A brief note on Terraform versions:

Even though Terraform uses a style of semantic versioning, their ‘minor’ versions should be treated as ‘major’ versions.

1. Terraform Providers are no longer distributed as part of the main Terraform distribution

The biggest change in this version is the removal of provider code from the core Terraform application.

Terraform Providers are responsible for understanding API interactions and exposing resources for a particular platform (AWS, Azure, etc). They know how to initialize and call their applications or CLIs, handle authentication and errors, and convert HCL into the appropriate underlying API calls.

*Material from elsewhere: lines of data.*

use tracing::{debug, info};

use super::{format_entry, insert_record, BUILD_FILE_SECTION, FILE_REFERENCE_SECTION};
use crate::document::{graph, locator, ManifestDocument};
use crate::error::{Error, Result};
use crate::models::{comment_text, quote_if_needed, FileKind, ObjectKind, ObjectRecord};

/// A record created by one of the add operations.
#[derive(Debug, Clone, PartialEq, Eq)]
pub struct NewRecord {
    pub id: String,
    /// The label lists use when they refer to the record.
    pub comment: String,
}

/// Append a `PBXFileReference` for `path` and return its id.
pub fn add_file_reference(
    doc: &mut ManifestDocument,
    path: &str,
    kind: &FileKind,
) -> Result<NewRecord> {
    let section = locator::section_span(doc.text(), FILE_REFERENCE_SECTION)?;
    let id = doc.allocate_id()?;
    let name = file_name(path);

    let record = format!(
        "{} = {{isa = PBXFileReference; lastKnownFileType = {}; path = {}; sourceTree = \"<group>\"; }};",
        format_entry(&id, name),
        quote_if_needed(&kind.file_type),
        quote_if_needed(path),
    );
    let text = insert_record(doc.text(), section, &record);
    doc.replace_text(text);

    info!(%id, path, "added file reference");
    Ok(NewRecord {
        id,
        comment: name.to_string(),
    })
}

/// Like [`add_file_reference`], but reuse a reference that already has `path`.
///
/// Returns the record and whether it was newly created.
pub fn add_file_reference_idempotent(
    doc: &mut ManifestDocument,
    path: &str,
    kind: &FileKind,
) -> Result<(NewRecord, bool)> {
    if let Some(existing) = find_file_reference(doc, path)? {
        debug!(id = %existing.id, path, "file reference already present");
        let comment = existing
            .comment
            .clone()
            .unwrap_or_else(|| file_name(path).to_string());
        return Ok((
            NewRecord {
                id: existing.id,
                comment,
            },
            false,
        ));
    }
    Ok((add_file_reference(doc, path, kind)?, true))
}

/// Append a `PBXBuildFile` wrapping the file reference `file_id`.
///
/// `phase` only labels the record (`Agent.swift in Sources`).
pub fn add_build_file(
    doc: &mut ManifestDocument,
    file_id: &str,
    file_name: &str,
    phase: &str,
) -> Result<NewRecord> {
    let section = locator::section_span(doc.text(), BUILD_FILE_SECTION)?;
    match doc.record(file_id)? {
        Some(r) if r.kind == ObjectKind::FileReference => {}
        _ => return Err(Error::DanglingReference(file_id.to_string())),
    }

    let id = doc.allocate_id()?;
    let comment = format!("{} in {}", file_name, phase);
    let record = format!(
        "{} = {{isa = PBXBuildFile; fileRef = {}; }};",
        format_entry(&id, &comment),
        format_entry(file_id, file_name),
    );
    let text = insert_record(doc.text(), section, &record);
    doc.replace_text(text);

    info!(%id, file_id, "added build file");
    Ok(NewRecord {
        id,
        comment: comment_text(&comment),
    })
}

/// The file reference whose `path` is exactly `path`.
pub fn find_file_reference(doc: &ManifestDocument, path: &str) -> Result<Option<ObjectRecord>> {
    Ok(graph::records(doc.text())?
        .into_iter()
        .find(|r| r.kind == ObjectKind::FileReference && r.value("path").as_deref() == Some(path)))
}

/// A build file wrapping `file_id`, if one exists.
pub fn find_build_file(doc: &ManifestDocument, file_id: &str) -> Result<Option<ObjectRecord>> {
    Ok(graph::records(doc.text())?
        .into_iter()
        .find(|r| r.kind == ObjectKind::BuildFile && r.value("fileRef").as_deref() == Some(file_id)))
}

fn file_name(path: &str) -> &str {
    path.rsplit('/').next().unwrap_or(path)
}
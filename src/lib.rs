//! Edit Xcode project manifests (`project.pbxproj`) in place.
//!
//! The crate reads the manifest as text, locates the records and reference
//! lists it needs, splices new text in, and writes the result back atomically.
//! It is not a full parser of the format: anything it does not touch is kept
//! byte for byte.

pub mod config;
pub mod document;
pub mod engine;
pub mod error;
pub mod models;
pub mod mutation;
pub mod render;

pub use error::{Error, Result};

It was a logical move to split the providers out into their own distributions. The core Terraform application can now add features and release bug fixes at a faster pace, new providers can be added without affecting the existing core application, and new features can be incorporated and released to existing providers without as much effort. Having split providers also allows you to update your provider distribution and access new resources without necessarily needing to update Terraform itself. One downside of this change is that you have to keep up to date with features, issues, and releases of more projects.

The provider repos can be accessed via the Terraform Providers organization in GitHub. For example, the AWS provider can be found here.

Custom Providers

An extremely valuable side-effect of having separate Terraform Providers is the ability to create your own, custom providers. A custom provider allows you to specify new or modified attributes for existing resources in existing providers, add new or unsupported resources in existing providers, or generate your own resources for your own platform or application.

You can find more information on creating a custom provider from the Terraform Provider Plugin documentation.

1.1 Configuration

The nicest part of this change is that it doesn’t really require any additional modifications to your existing Terraform code if you were already using a Provider block.

If you don’t already have a provider block defined, you can find their configurations from the Terraform Providers documentation.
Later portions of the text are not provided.